• [What you will do]: From the entries below, tally the lines with "matches" in them and reply with that figure only.

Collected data
/// `H`, `HH`, `H:MM` or `HH:MM`, up to `48:00`.
fn parse_clock(text: &str) -> Result<Clock, ParseError> {
    let invalid = || ParseError::InvalidTime(text.into());
    let (hours, minutes) = match text.split_once(':') {
        Some((h, m)) => (h, Some(m)),
        None => (text, None),
    };

    let hour: u32 = hours.parse().map_err(|_| invalid())?;
    let minute: u32 = match minutes {
        Some(m) if m.len() == 2 => m.parse().map_err(|_| invalid())?,
        Some(_) => return Err(invalid()),
        None => 0,
    };

    let total = hour * 60 + minute;
    if minute > 59 || total > WINDOW_MINUTES {
        return Err(invalid());
    }
    Ok(Clock {
        minutes: total,
        explicit: minutes.is_some(),
    })
}

/// Maps a subset mismatch onto a typed error, using the full grammar to
/// name the construct that fell outside the subset.
fn reject(text: &str, subset_error: &PestError<Rule>) -> ParseError {
    let fallback = || unexpected_at(text, error_position(subset_error));
    let Ok(mut pairs) = OHParser::parse(Rule::input_opening_hours, text) else {
        return fallback();
    };
    let Some(opening_hours) = pairs.next() else {
        return fallback();
    };

    for pair in opening_hours.into_inner() {
        let found = match pair.as_rule() {
            Rule::rule_sequence => outside_subset(pair),
            Rule::any_rule_separator => separator_outside_subset(pair, text),
            _ => None,
        };
        if let Some(err) = found {
            trace!(error = %err, "rule outside the weekly subset");
            return err;
        }
    }
    fallback()
}

fn outside_subset(rule_sequence: Pair<Rule>) -> Option<ParseError> {
    let rule = rule_sequence.as_str();
    rule_sequence
        .into_inner()
        .flatten()
        .find_map(|pair| unsupported_construct(pair.as_rule()))
        .map(|construct| unsupported(construct, rule))
}

fn separator_outside_subset(separator: Pair<Rule>, text: &str) -> Option<ParseError> {
    let inner = separator.into_inner().next()?;
    match inner.as_rule() {
        Rule::fallback_rule_separator => Some(unsupported("fallback rule", text)),
        Rule::additional_rule_separator => Some(ParseError::UnexpectedToken {
            token: inner.as_str().into(),
            rule: text.trim().into(),
        }),
        _ => None,
    }
}

fn unsupported_construct(rule: Rule) -> Option<&'static str> {
    match rule {
        Rule::year_selector => Some("year selector"),
        Rule::monthday_selector => Some("month or date selector"),
        Rule::week_selector => Some("week selector"),
        Rule::holiday => Some("holiday selector"),
        Rule::nth_sequence => Some("nth weekday of month"),
        Rule::day_offset => Some("day offset"),
        Rule::variable_time => Some("sun event"),
        Rule::timespan_plus => Some("open-ended time"),
        Rule::period => Some("periodic selector"),
        Rule::rules_modifier_unknown => Some("unknown modifier"),
        Rule::comment => Some("comment"),
        _ => None,
    }
}

fn unsupported(construct: &'static str, rule: &str) -> ParseError {
    ParseError::Unsupported {
        construct,
        rule: rule.trim().into(),
    }
}

fn unexpected_token(pair: &Pair<Rule>, rule: &str) -> ParseError {
    ParseError::UnexpectedToken {
        token: pair.as_str().into(),
        rule: rule.into(),
    }
}

fn unexpected_at(text: &str, position: usize) -> ParseError {
    let token = text
        .get(position..)
        .and_then(|rest| rest.split_whitespace().next())
        .unwrap_or("end of input");
    ParseError::UnexpectedToken {
        token: token.into(),
        rule: text.trim().into(),
    }
}

fn error_position(err: &PestError<Rule>) -> usize {
    match err.location {
        InputLocation::Pos(position) => position,
        InputLocation::Span((start, _)) => start,
    }
}

#[cfg(test)]
mod tests {
    use super::*;

    fn weekdays() -> WeekdaySet {
        WeekdaySet::range(Weekday::Monday, Weekday::Friday)
    }

    #[test]
    fn test_single_rule() {
        let s = parse("Mo-Fr 09:00-18:00").unwrap();
        assert_eq!(s.len(), 1);
        let g = &s.groups[0];
        assert_eq!(g.weekdays, weekdays());
        assert_eq!(g.opening, Some(TimeRange::hm((9, 0), (18, 0))));
        assert!(g.closed_breaks.is_empty());
        assert!(!g.is_full_day);
    }

    #[test]
    fn test_two_rules() {
        let s = parse("Mo-Fr 09:00-18:00; Sa 12:00-14:00").unwrap();
        assert_eq!(s.len(), 2);
        assert_eq!(s.groups[1].weekdays, WeekdaySet::of(&[Weekday::Saturday]));
        assert_eq!(s.groups[1].opening, Some(TimeRange::hm((12, 0), (14, 0))));
    }

    #[test]
    fn test_twenty_four_seven() {
        let s = parse("24/7").unwrap();
        assert_eq!(s.len(), 1);
        assert!(s.groups[0].is_full_day);
        assert!(s.groups[0].weekdays.is_full());
    }

    #[test]
    fn test_hour_only_times() {
        let s = parse("Mo 9-18").unwrap();
        let opening = s.groups[0].opening.unwrap();
        assert_eq!(opening, TimeRange::hm((9, 0), (18, 0)));
        assert!(!opening.start.minutes_explicit);
        assert!(!opening.end.minutes_explicit);
    }

    #[test]
    fn test_day_lists_and_spacing() {
        let s = parse("Mo, We - Fr 10:00 - 12:00").unwrap();
        assert_eq!(
            s.groups[0].weekdays,
            WeekdaySet::of(&[
                Weekday::Monday,
                Weekday::Wednesday,
                Weekday::Thursday,
                Weekday::Friday
            ])
        );
    }

    #[test]
    fn test_wrapping_day_range() {
        let s = parse("Fr-Mo 18:00-23:00").unwrap();
        assert_eq!(
            s.groups[0].weekdays,
            WeekdaySet::range(Weekday::Friday, Weekday::Monday)
        );
    }

    #[test]
    fn test_split_ranges_become_break() {
        let s = parse("Mo-Fr 09:00-13:00,14:00-18:00").unwrap();
        let g = &s.groups[0];
        assert_eq!(g.opening, Some(TimeRange::hm((9, 0), (18, 0))));
        assert_eq!(g.closed_breaks, vec![TimeRange::hm((13, 0), (14, 0))]);
    }

    #[test]
    fn test_touching_ranges_merge() {
        let s = parse("Mo 09:00-13:00,13:00-18:00").unwrap();
        assert_eq!(s.groups[0].opening, Some(TimeRange::hm((9, 0), (18, 0))));
        assert!(s.groups[0].closed_breaks.is_empty());
    }

    #[test]
    fn test_overnight_and_extended_hours() {
        let s = parse("Fr 22:00-02:00").unwrap();
        assert!(s.groups[0].opening.unwrap().is_overnight());

        let s = parse("Sa 20:00-23:00,25:00-28:00").unwrap();
        let g = &s.groups[0];
        assert_eq!(g.opening, Some(TimeRange::hm((20, 0), (4, 0))));
        assert_eq!(g.closed_breaks, vec![TimeRange::hm((23, 0), (1, 0))]);
    }

    #[test]
    fn test_midnight_end() {
        let s = parse("Mo 18:00-24:00").unwrap();
        assert_eq!(s.groups[0].opening, Some(TimeRange::hm((18, 0), (0, 0))));

        let s = parse("Mo 00:00-24:00").unwrap();
        assert!(s.groups[0].is_full_day);
    }

    #[test]
    fn test_modifiers() {
        let s = parse("Mo-Fr 09:00-18:00; We off").unwrap();
        assert_eq!(s.len(), 2);
        assert!(!s.groups[0].has_day(Weekday::Wednesday));
        assert!(s.groups[1].is_closed());

        let s = parse("Sa,Su open").unwrap();
        assert!(s.groups[0].is_full_day);

        let s = parse("Su closed").unwrap();
        assert!(s.groups[0].is_closed());
    }

    #[test]
    fn test_rule_without_days_covers_week() {
        let s = parse("10:00-20:00").unwrap();
        assert!(s.groups[0].weekdays.is_full());

        let s = parse("Mo-Fr").unwrap();
        assert!(s.groups[0].is_full_day);
    }

    #[test]
    fn test_last_rule_wins() {
        let s = parse("Mo-Su 08:00-20:00; Sa,Su 10:00-16:00").unwrap();
        assert_eq!(s.len(), 2);
        assert_eq!(
            s.groups[0].weekdays,
            WeekdaySet::range(Weekday::Monday, Weekday::Friday)
        );
        let sat = s.group_for(Weekday::Saturday).unwrap();
        assert_eq!(sat.opening, Some(TimeRange::hm((10, 0), (16, 0))));
    }

    #[test]
    fn test_fully_shadowed_rule_is_dropped() {
        let s = parse("Sa 10:00-12:00; Sa-Su 11:00-13:00").unwrap();
        assert_eq!(s.len(), 1);
        assert_eq!(s.groups[0].opening, Some(TimeRange::hm((11, 0), (13, 0))));
    }

    #[test]
    fn test_rejects_unsupported_constructs() {
        for text in [
            "2024 Mo-Fr 09:00-18:00",
            "Jan-Mar Mo 10:00-12:00",
            "week 01-10 Mo 10:00-12:00",
            "PH off",
            "Mo-Fr 09:00-18:00; PH off",
            "Mo-Fr sunrise-sunset",
            "Mo[1] 10:00-12:00",
            "Mo-Fr 09:00-18:00 \"by appointment\"",
            "Mo-Fr 09:00-18:00 || \"call us\"",
            "Mo-Fr 17:00+",
            "Mo-Fr 09:00-18:00 unknown",
        ] {
            assert!(
                matches!(parse(text), Err(ParseError::Unsupported { .. })),
                "expected unsupported: {text}"
            );
        }
    }

    #[test]
    fn test_names_unsupported_construct() {
        let construct = |text: &str| match parse(text) {
            Err(ParseError::Unsupported { construct, .. }) => construct,
            other => panic!("expected unsupported for {text}: {other:?}"),
        };
        assert_eq!(construct("2024 Mo-Fr 09:00-18:00"), "year selector");
        assert_eq!(construct("Dec 24 off"), "month or date selector");
        assert_eq!(construct("Mo-Fr 09:00-18:00; PH off"), "holiday selector");
        assert_eq!(construct("Mo[1,-1] 10:00-12:00"), "nth weekday of month");
        assert_eq!(construct("Mo-Fr (sunrise+01:00)-18:00"), "sun event");
        assert_eq!(construct("Mo-Fr 17:00+"), "open-ended time");
        assert_eq!(construct("Mo-Fr 10:00-16:00/01:30"), "periodic selector");
        assert_eq!(construct("Mo off \"by appointment\""), "comment");
        assert_eq!(construct("Mo off || Tu off"), "fallback rule");

        match parse("Mo-Fr 09:00-18:00 \"by appointment\"") {
            Err(ParseError::Unsupported { rule, .. }) => {
                assert_eq!(rule, "Mo-Fr 09:00-18:00 \"by appointment\"")
            }
            other => panic!("unexpected: {other:?}"),
        }
    }

    #[test]
    fn test_additional_rule_separator_is_rejected() {
        assert_eq!(
            parse("Mo-Fr 09:00-18:00, Sa 10:00-12:00"),
            Err(ParseError::UnexpectedToken {
                token: ",".into(),
                rule: "Mo-Fr 09:00-18:00, Sa 10:00-12:00".into(),
            })
        );
    }

    #[test]
    fn test_rejects_malformed_text() {
        assert_eq!(parse(""), Err(ParseError::Empty));
        assert_eq!(parse("   "), Err(ParseError::Empty));
        assert!(matches!(parse("Mx 10:00-12:00"), Err(ParseError::InvalidDay(_))));
        assert!(matches!(parse("Mo 10:61-12:00"), Err(ParseError::InvalidTime(_))));
        assert!(matches!(parse("Mo 10:00-12:5"), Err(ParseError::InvalidTime(_))));
        assert!(matches!(parse("Mo 10:00"), Err(ParseError::InvalidTime(_))));
        assert!(matches!(parse("Mo 10:00-10:00"), Err(ParseError::EmptyRange(_))));
        assert!(matches!(
            parse("Mo 10:00-12:00,11:00-13:00"),
            Err(ParseError::OverlappingRanges(_))
        ));
        assert!(matches!(
            parse("Mo 00:00-12:00,13:00-24:00"),
            Err(ParseError::SpanTooLong(_))
        ));
        assert!(matches!(
            parse("Mo-Fr 09:00-18:00;"),
            Err(ParseError::UnexpectedToken { .. })
        ));
        assert!(matches!(
            parse("Mo-Fr 09:00-18:00, Sa 10:00-12:00"),
            Err(ParseError::UnexpectedToken { .. })
        ));
    }
}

• [Written answer]: 10